Use DISTINCT to test if there are any accounts associated with more than one region.

    The below two queries have the same number of resulting rows (351), so we know that every account is associated with only one region. If each account was associated with more than one region, the first query should have returned more rows than the second query.

    `SELECT a.id as "account id", r.id as "region id", 
    a.name as "account name", r.name as "region name"
    FROM accounts a
    JOIN sales_reps s
    ON s.id = a.sales_rep_id
    JOIN region r
    ON r.id = s.region_id;`
    
    and

    `SELECT DISTINCT id, name
    FROM accounts;`


Have any sales reps worked on more than one account?

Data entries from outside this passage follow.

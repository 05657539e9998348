// ─────────────────────────────────────────────────────────────────────
// Undulate Kernel — Kinematics Physics
// (C) 1998-2026 Miroslav Sotek. All rights reserved.
// License: GNU AGPL v3 | Commercial licensing available
// ─────────────────────────────────────────────────────────────────────
#![deny(unsafe_code)]
//! Reference parameters, amplitude envelopes and the closed-form
//! traveling wave driving the undulating hydrofoil.

pub mod envelope;
pub mod params;
pub mod wave;

pub use envelope::{anguilliform_envelope, carangiform_envelope, Envelope};
pub use params::{
    naca_half_thickness, naca_thickness_ratio, wavelength_for, ParameterSet, ParameterSummary,
    A_MAX, CHORD_LENGTH, REYNOLDS_NUMBER, ST_HIGH, ST_LOW,
};
pub use wave::WaveKinematics;
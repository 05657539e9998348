// ─────────────────────────────────────────────────────────────────────
// Undulate Kernel — Types
// (C) 1998-2026 Miroslav Sotek. All rights reserved.
// License: GNU AGPL v3 | Commercial licensing available
// ─────────────────────────────────────────────────────────────────────
#![deny(unsafe_code)]
//! Configuration, error hierarchy and shared value types for the
//! undulating-foil kinematics kernel.

pub mod config;
pub mod error;
pub mod frame;
pub mod mode;

pub use config::{KinematicsConfig, KinematicsVariant, DEFAULT_PRESCRIBED_STROUHAL};
pub use error::{KinematicsError, KinematicsResult};
pub use frame::{RestartRecord, RigidFrame};
pub use mode::{SwimmingMode, MODE_THICKNESS_THRESHOLD};
// ─────────────────────────────────────────────────────────────────────
// Undulate Kernel — Error Hierarchy
// ─────────────────────────────────────────────────────────────────────

use thiserror::Error;

/// Root error type for all kinematics kernel failures.
#[derive(Error, Debug)]
pub enum KinematicsError {
    /// Invalid or unrecognised configuration (fatal at construction).
    #[error("config error: {0}")]
    Config(String),

    /// The host broke the velocity-then-shape calling contract.
    #[error("precondition violated: {0}")]
    Precondition(String),

    /// Body layout could not be built or disagrees with the host structure.
    #[error("layout error: {0}")]
    Layout(String),

    /// A previous contract violation halted the generator.
    #[error("kinematics halted: {0}")]
    Halted(String),

    /// Checkpoint record missing or unreadable.
    #[error("restart error: {0}")]
    Restart(String),

    /// Side-channel output (validation log, restart files) failed.
    #[error("I/O error: {0}")]
    Io(#[from] std::io::Error),

    /// Non-finite simulation time handed in by the host.
    #[error("numerical error: {0}")]
    Numerical(String),
}

pub type KinematicsResult<T> = Result<T, KinematicsError>;

#[cfg(test)]
mod tests {
    use super::*;

    #[test]
    fn test_display_prefixes() {
        let e = KinematicsError::Precondition("time mismatch".into());
        assert_eq!(e.to_string(), "precondition violated: time mismatch");
        let e = KinematicsError::Config("bad".into());
        assert!(e.to_string().starts_with("config error"));
    }

    #[test]
    fn test_io_conversion() {
        let io = std::io::Error::new(std::io::ErrorKind::Other, "disk full");
        let e: KinematicsError = io.into();
        assert!(matches!(e, KinematicsError::Io(_)));
    }
}
// ─────────────────────────────────────────────────────────────────────
// Undulate Kernel — Per-Step Kinematics Benchmarks
// ─────────────────────────────────────────────────────────────────────
//! Criterion benchmarks for the two calls the host makes every step,
//! at reference and fine mesh resolutions.

use std::sync::Arc;

use criterion::{black_box, criterion_group, criterion_main, Criterion};

use undulate_core::{
    BodyDiscretizer, KinematicsBuilder, KinematicsModel, MeshSpacing, SilentSink,
    StructureParameters, UndulatingFoilKinematics,
};
use undulate_physics::{ParameterSet, WaveKinematics};
use undulate_types::{KinematicsConfig, RigidFrame};

fn generator(h: f64) -> UndulatingFoilKinematics {
    let mut config = KinematicsConfig::new("0012", 0.12);
    config.write_validation_data = false;
    KinematicsBuilder::new(
        "bench_foil",
        config,
        StructureParameters::single_level(0),
        MeshSpacing::uniform(h),
    )
    .diagnostics(Arc::new(SilentSink))
    .build()
    .unwrap()
}

// ── WaveKinematics closed form ──────────────────────────────────────

fn bench_wave_eval(c: &mut Criterion) {
    let wave = WaveKinematics::from_params(&ParameterSet::prescribed(0.06, 0.4));
    c.bench_function("wave_displacement_velocity", |b| {
        b.iter(|| {
            let x = black_box(0.73);
            let t = black_box(1.21);
            wave.displacement(x, t) + wave.velocity(x, t)
        })
    });
}

// ── BodyDiscretizer ─────────────────────────────────────────────────

fn bench_discretize_h256(c: &mut Criterion) {
    let d = BodyDiscretizer::new(1.0, MeshSpacing::uniform(1.0 / 256.0), 0.12);
    let structure = StructureParameters::single_level(0);
    c.bench_function("discretize_h256", |b| {
        b.iter(|| d.discretize(black_box(&structure)).unwrap())
    });
}

// ── Full step: set_velocity + set_shape ─────────────────────────────

fn bench_step_h64(c: &mut Criterion) {
    let mut kin = generator(1.0 / 64.0);
    let mut t = 0.0;
    c.bench_function("step_h64", |b| {
        b.iter(|| {
            t += 1e-3;
            kin.set_velocity(black_box(t), RigidFrame::default()).unwrap();
            kin.set_shape(black_box(t), 0.0).unwrap();
        })
    });
}

fn bench_step_h512(c: &mut Criterion) {
    let mut kin = generator(1.0 / 512.0);
    let mut t = 0.0;
    c.bench_function("step_h512", |b| {
        b.iter(|| {
            t += 1e-3;
            kin.set_velocity(black_box(t), RigidFrame::default()).unwrap();
            kin.set_shape(black_box(t), 0.0).unwrap();
        })
    });
}

criterion_group!(
    benches,
    bench_wave_eval,
    bench_discretize_h256,
    bench_step_h64,
    bench_step_h512,
);
criterion_main!(benches);
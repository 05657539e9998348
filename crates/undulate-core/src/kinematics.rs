// ─────────────────────────────────────────────────────────────────────
// Undulate Kernel — Undulating Foil Kinematics
// ─────────────────────────────────────────────────────────────────────
//! Per-step state machine driven by the host solver.
//!
//! Each step is exactly two calls: `set_velocity(t)` then `set_shape(t)`
//! with the same `t`. Any contract violation halts the generator for
//! good; the host is expected to abort the run.
//!
//! ```text
//!   Idle ──set_velocity──▶ VelocitySet ──set_shape──▶ Idle
//!                            │    ▲
//!                            └────┘ set_velocity (re-records time)
//!   any violation ──▶ Halted (terminal)
//! ```

use std::sync::Arc;

use serde::{Deserialize, Serialize};

use undulate_physics::{ParameterSet, WaveKinematics};
use undulate_types::{
    KinematicsConfig, KinematicsError, KinematicsResult, RestartRecord, RigidFrame,
};

use crate::compliance::{ComplianceChecker, ComplianceReport};
use crate::diagnostics::{DiagnosticEvent, DiagnosticSink, LogSink, ParameterCheck};
use crate::layout::{BodyDiscretizer, ImmersedBodyLayout, MeshSpacing, StructureParameters};
use crate::restart::RestartStore;
use crate::schedule::{EmissionScheduler, METRICS_INTERVAL, PARAMETER_CHECK_INTERVAL};
use crate::validation::{
    FlowDiagnostics, MetricsRecorder, ValidationHeader, ValidationLog, ValidationRecord,
};

#[derive(Debug, Clone, Copy, PartialEq, Eq, Serialize, Deserialize)]
pub enum StepPhase {
    Idle,
    VelocitySet,
    Halted,
}

/// Host-facing contract of a deforming-body kinematics generator.
///
/// Arrays are `[streamwise, lateral]`, one entry per marker handle.
pub trait KinematicsModel {
    fn set_velocity(&mut self, time: f64, frame: RigidFrame) -> KinematicsResult<()>;
    fn velocity(&self, level: usize) -> &[Vec<f64>; 2];
    fn set_shape(&mut self, time: f64, angle: f64) -> KinematicsResult<()>;
    fn shape(&self, level: usize) -> &[Vec<f64>; 2];
    fn save_state(&self, store: &dyn RestartStore) -> KinematicsResult<()>;
    fn load_state(&mut self, store: &dyn RestartStore) -> KinematicsResult<()>;
    fn current_time(&self) -> f64;
}

/// Assembles an `UndulatingFoilKinematics` from configuration, structure
/// metadata and the finest-level mesh spacing.
pub struct KinematicsBuilder {
    object_name: String,
    config: KinematicsConfig,
    structure: StructureParameters,
    spacing: MeshSpacing,
    diagnostics: Arc<dyn DiagnosticSink>,
    recorder: Option<Box<dyn MetricsRecorder>>,
}

impl KinematicsBuilder {
    pub fn new(
        object_name: impl Into<String>,
        config: KinematicsConfig,
        structure: StructureParameters,
        spacing: MeshSpacing,
    ) -> Self {
        Self {
            object_name: object_name.into(),
            config,
            structure,
            spacing,
            diagnostics: Arc::new(LogSink::new()),
            recorder: None,
        }
    }

    pub fn diagnostics(mut self, sink: Arc<dyn DiagnosticSink>) -> Self {
        self.diagnostics = sink;
        self
    }

    /// Replaces the validation log file named in the configuration.
    /// Ignored when `write_validation_data` is off.
    pub fn recorder(mut self, recorder: Box<dyn MetricsRecorder>) -> Self {
        self.recorder = Some(recorder);
        self
    }

    pub fn build(self) -> KinematicsResult<UndulatingFoilKinematics> {
        let Self {
            object_name,
            config,
            structure,
            spacing,
            diagnostics,
            recorder,
        } = self;

        config.validate()?;
        let params = ParameterSet::from_config(&config)?;
        let compliance = ComplianceChecker::check(&config, &params);
        let layout =
            BodyDiscretizer::new(params.chord_length(), spacing, params.thickness_ratio())
                .discretize(&structure)?;
        let wave = WaveKinematics::from_params(&params);

        diagnostics.emit(&DiagnosticEvent::Configuration {
            object_name: object_name.clone(),
            summary: params.summary(),
        });
        diagnostics.emit(&DiagnosticEvent::Compliance {
            object_name: object_name.clone(),
            report: compliance.clone(),
        });

        let recorder = if config.write_validation_data {
            open_recorder(&object_name, &config, &params, recorder)
        } else {
            None
        };

        let n = layout.marker_count();
        let mut kin = UndulatingFoilKinematics {
            object_name,
            params,
            wave,
            layout,
            structure,
            compliance,
            diagnostics,
            recorder,
            phase: StepPhase::Idle,
            halt_reason: None,
            current_time: 0.0,
            new_time: 0.0,
            frame: RigidFrame::default(),
            flow: FlowDiagnostics::default(),
            velocity: [vec![0.0; n], vec![0.0; n]],
            shape: [vec![0.0; n], vec![0.0; n]],
            metrics_schedule: EmissionScheduler::new(METRICS_INTERVAL),
            check_schedule: EmissionScheduler::new(PARAMETER_CHECK_INTERVAL),
        };
        kin.fill_shape(None);
        Ok(kin)
    }

    /// Build, then restore the checkpoint stored under the object name.
    pub fn resume(self, store: &dyn RestartStore) -> KinematicsResult<UndulatingFoilKinematics> {
        let mut kin = self.build()?;
        kin.load_state(store)?;
        Ok(kin)
    }
}

fn open_recorder(
    object_name: &str,
    config: &KinematicsConfig,
    params: &ParameterSet,
    supplied: Option<Box<dyn MetricsRecorder>>,
) -> Option<Box<dyn MetricsRecorder>> {
    let mut recorder = match supplied {
        Some(r) => r,
        None => match ValidationLog::create(&config.validation_log_file) {
            Ok(log) => Box::new(log) as Box<dyn MetricsRecorder>,
            Err(e) => {
                log::warn!(
                    "{object_name}: cannot open {}: {e}; validation data disabled",
                    config.validation_log_file
                );
                return None;
            }
        },
    };
    match recorder.begin(&ValidationHeader::new(&config.naca_profile, params)) {
        Ok(()) => Some(recorder),
        Err(e) => {
            log::warn!(
                "{object_name}: validation header not written: {e}; validation data disabled"
            );
            None
        }
    }
}

/// Prescribed traveling-wave kinematics for a 2D undulating foil.
pub struct UndulatingFoilKinematics {
    object_name: String,
    params: ParameterSet,
    wave: WaveKinematics,
    layout: ImmersedBodyLayout,
    structure: StructureParameters,
    compliance: ComplianceReport,
    diagnostics: Arc<dyn DiagnosticSink>,
    recorder: Option<Box<dyn MetricsRecorder>>,
    phase: StepPhase,
    halt_reason: Option<String>,
    current_time: f64,
    new_time: f64,
    frame: RigidFrame,
    flow: FlowDiagnostics,
    velocity: [Vec<f64>; 2],
    shape: [Vec<f64>; 2],
    metrics_schedule: EmissionScheduler,
    check_schedule: EmissionScheduler,
}

impl UndulatingFoilKinematics {
    pub fn object_name(&self) -> &str {
        &self.object_name
    }

    pub fn phase(&self) -> StepPhase {
        self.phase
    }

    pub fn is_halted(&self) -> bool {
        self.phase == StepPhase::Halted
    }

    pub fn halt_reason(&self) -> Option<&str> {
        self.halt_reason.as_deref()
    }

    pub fn layout(&self) -> &ImmersedBodyLayout {
        &self.layout
    }

    pub fn parameters(&self) -> &ParameterSet {
        &self.params
    }

    pub fn wave(&self) -> &WaveKinematics {
        &self.wave
    }

    pub fn structure(&self) -> &StructureParameters {
        &self.structure
    }

    pub fn frame(&self) -> &RigidFrame {
        &self.frame
    }

    pub fn marker_count(&self) -> usize {
        self.layout.marker_count()
    }

    pub fn compliance(&self) -> &ComplianceReport {
        &self.compliance
    }

    pub fn records_validation_data(&self) -> bool {
        self.recorder.is_some()
    }

    pub fn flow_diagnostics(&self) -> FlowDiagnostics {
        self.flow
    }

    /// Latest host measurements; echoed into validation rows only.
    pub fn set_flow_diagnostics(&mut self, swimming_speed: f64, thrust: f64, power: f64) {
        self.flow = FlowDiagnostics {
            swimming_speed,
            thrust,
            power,
        };
    }

    fn ensure_active(&self) -> KinematicsResult<()> {
        match (&self.phase, &self.halt_reason) {
            (StepPhase::Halted, reason) => Err(KinematicsError::Halted(format!(
                "{}: {}",
                self.object_name,
                reason.as_deref().unwrap_or("halted")
            ))),
            _ => Ok(()),
        }
    }

    /// Latch into `Halted`, emit the event and return the prefixed reason.
    fn halt(&mut self, reason: String) -> String {
        self.phase = StepPhase::Halted;
        self.diagnostics.emit(&DiagnosticEvent::Halted {
            object_name: self.object_name.clone(),
            reason: reason.clone(),
        });
        let message = format!("{}: {reason}", self.object_name);
        self.halt_reason = Some(reason);
        message
    }

    /// Centerline at `time`, or the undeformed body when `None`.
    fn fill_shape(&mut self, time: Option<f64>) {
        let dy = self.layout.spacing().dy;
        let markers = self.layout.markers();
        for section in self.layout.sections() {
            let yc = time.map_or(0.0, |t| self.wave.displacement(section.x, t));
            for h in section.handles.clone() {
                self.shape[0][h] = section.position;
                self.shape[1][h] = yc + markers[h].offset(dy);
            }
        }
    }

    fn emit_periodic(&mut self, time: f64) {
        if let Some(recorder) = self.recorder.as_mut() {
            if self.metrics_schedule.fire(time) {
                let row = ValidationRecord::compute(&self.params, &self.wave, time, &self.flow);
                if let Err(e) = recorder.record(&row) {
                    log::warn!("{}: validation row at t={time} not written: {e}", self.object_name);
                }
            }
        }
        if self.check_schedule.fire(time) {
            self.diagnostics
                .emit(&DiagnosticEvent::ParameterCheck(ParameterCheck::new(time, &self.params)));
        }
    }
}

impl KinematicsModel for UndulatingFoilKinematics {
    fn set_velocity(&mut self, time: f64, frame: RigidFrame) -> KinematicsResult<()> {
        self.ensure_active()?;
        if !time.is_finite() {
            let message = self.halt(format!("set_velocity called with non-finite time {time}"));
            return Err(KinematicsError::Numerical(message));
        }
        self.new_time = time;
        self.frame = frame;

        for section in self.layout.sections() {
            let v = self.wave.velocity(section.x, time);
            for h in section.handles.clone() {
                self.velocity[0][h] = 0.0;
                self.velocity[1][h] = v;
            }
        }
        self.phase = StepPhase::VelocitySet;
        self.emit_periodic(time);
        Ok(())
    }

    fn velocity(&self, _level: usize) -> &[Vec<f64>; 2] {
        &self.velocity
    }

    fn set_shape(&mut self, time: f64, _angle: f64) -> KinematicsResult<()> {
        self.ensure_active()?;
        if !self.structure.position_update.updates_shape() {
            return Ok(());
        }
        if self.phase != StepPhase::VelocitySet {
            return Err(KinematicsError::Precondition(self.halt(format!(
                "set_shape at t={time} without a preceding set_velocity"
            ))));
        }
        if time != self.new_time {
            let reason = format!(
                "set_shape time {time} does not match set_velocity time {}",
                self.new_time
            );
            return Err(KinematicsError::Precondition(self.halt(reason)));
        }

        self.fill_shape(Some(time));
        self.current_time = self.new_time;
        self.phase = StepPhase::Idle;
        Ok(())
    }

    fn shape(&self, _level: usize) -> &[Vec<f64>; 2] {
        &self.shape
    }

    fn save_state(&self, store: &dyn RestartStore) -> KinematicsResult<()> {
        store.put_record(&self.object_name, &RestartRecord::new(self.current_time, &self.frame))
    }

    fn load_state(&mut self, store: &dyn RestartStore) -> KinematicsResult<()> {
        self.ensure_active()?;
        let record = store.get_record(&self.object_name)?.ok_or_else(|| {
            KinematicsError::Restart(format!("no restart record for {}", self.object_name))
        })?;
        self.current_time = record.current_time;
        self.new_time = record.current_time;
        self.frame = record.frame();
        self.phase = StepPhase::Idle;
        log::info!("{}: restored at t={}", self.object_name, self.current_time);
        Ok(())
    }

    fn current_time(&self) -> f64 {
        self.current_time
    }
}
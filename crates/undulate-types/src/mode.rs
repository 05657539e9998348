// ─────────────────────────────────────────────────────────────────────
// Undulate Kernel — Swimming Mode
// ─────────────────────────────────────────────────────────────────────

use std::fmt;
use std::str::FromStr;

use serde::{Deserialize, Serialize};

use crate::error::KinematicsError;

/// Thickness ratio at or below which a foil swims anguilliform.
pub const MODE_THICKNESS_THRESHOLD: f64 = 0.10;

/// Undulation family of the body.
///
/// Anguilliform is eel-like whole-body undulation; carangiform concentrates
/// the motion towards the tail.
#[derive(Debug, Clone, Copy, PartialEq, Eq, Hash, Serialize, Deserialize)]
#[serde(rename_all = "lowercase")]
pub enum SwimmingMode {
    Anguilliform,
    Carangiform,
}

impl SwimmingMode {
    /// Thin foils (h/c ≤ 0.10) are anguilliform, thicker ones carangiform.
    /// The boundary value itself is anguilliform.
    pub fn from_thickness(thickness_ratio: f64) -> Self {
        if thickness_ratio <= MODE_THICKNESS_THRESHOLD {
            SwimmingMode::Anguilliform
        } else {
            SwimmingMode::Carangiform
        }
    }

    /// Lowercase configuration key.
    pub fn as_str(&self) -> &'static str {
        match self {
            SwimmingMode::Anguilliform => "anguilliform",
            SwimmingMode::Carangiform => "carangiform",
        }
    }
}

impl FromStr for SwimmingMode {
    type Err = KinematicsError;

    /// Case-sensitive: only `"anguilliform"` and `"carangiform"` are accepted.
    fn from_str(s: &str) -> Result<Self, Self::Err> {
        match s {
            "anguilliform" => Ok(SwimmingMode::Anguilliform),
            "carangiform" => Ok(SwimmingMode::Carangiform),
            other => Err(KinematicsError::Config(format!(
                "unknown swimming_mode '{other}', must be 'anguilliform' or 'carangiform'"
            ))),
        }
    }
}

impl fmt::Display for SwimmingMode {
    fn fmt(&self, f: &mut fmt::Formatter<'_>) -> fmt::Result {
        match self {
            SwimmingMode::Anguilliform => f.write_str("Anguilliform"),
            SwimmingMode::Carangiform => f.write_str("Carangiform"),
        }
    }
}

#[cfg(test)]
mod tests {
    use super::*;

    #[test]
    fn test_threshold_belongs_to_anguilliform() {
        assert_eq!(SwimmingMode::from_thickness(0.10), SwimmingMode::Anguilliform);
        assert_eq!(SwimmingMode::from_thickness(0.1000001), SwimmingMode::Carangiform);
    }

    #[test]
    fn test_naca_family() {
        assert_eq!(SwimmingMode::from_thickness(0.06), SwimmingMode::Anguilliform);
        assert_eq!(SwimmingMode::from_thickness(0.08), SwimmingMode::Anguilliform);
        assert_eq!(SwimmingMode::from_thickness(0.12), SwimmingMode::Carangiform);
        assert_eq!(SwimmingMode::from_thickness(0.24), SwimmingMode::Carangiform);
    }

    #[test]
    fn test_parse_case_sensitive() {
        assert_eq!(
            "carangiform".parse::<SwimmingMode>().unwrap(),
            SwimmingMode::Carangiform
        );
        assert!("Carangiform".parse::<SwimmingMode>().is_err());
        assert!("thunniform".parse::<SwimmingMode>().is_err());
    }

    #[test]
    fn test_display_and_key() {
        assert_eq!(SwimmingMode::Anguilliform.to_string(), "Anguilliform");
        assert_eq!(SwimmingMode::Anguilliform.as_str(), "anguilliform");
    }
}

Yes, all sales reps have worked on more than one account. At a minimum there is 3.

`SELECT s.id, s.name, COUNT(*) num_accounts
FROM accounts a
JOIN sales_reps s
ON s.id = a.sales_rep_id
GROUP BY s.id, s.name
ORDER BY num_accounts`

This ensures all sales reps are accounted for (50 of them):

`SELECT DISTINCT id, name
FROM sales_reps;`




## `HAVING`

This is like using a `WHERE` clause except you can use aggregate functions on it. You cannot do this with a `WHERE` clause.

`HAVING` is the “clean” way to filter a query that has been aggregated, but this is also commonly done using a subquery. Essentially, any time you want to perform a `WHERE` on an element of your query that was created by an aggregate, you need to use `HAVING` instead.




Key takeaways - `HAVING` vs `WHERE`:

- `WHERE` subsets the returned data based on a logical condition.

- `WHERE` appears **after** the `FROM`, `JOIN`, and `ON` clauses, but **before** `GROUP BY`.

- `HAVING` appears **after** the `GROUP BY` clause, but **before** the ORDER BY clause.

- `HAVING` is like `WHERE`, but it works on logical statements involving aggregations.


*Examples:*

How many of the sales reps have more than 5 accounts that they manage?

`SELECT s.id, s.name, COUNT(*) num_accounts
FROM accounts a
JOIN sales_reps s
ON s.id = a.sales_rep_id
GROUP BY s.id, s.name
HAVING COUNT(*) > 5
ORDER BY num_accounts`


How many accounts have more than 20 orders?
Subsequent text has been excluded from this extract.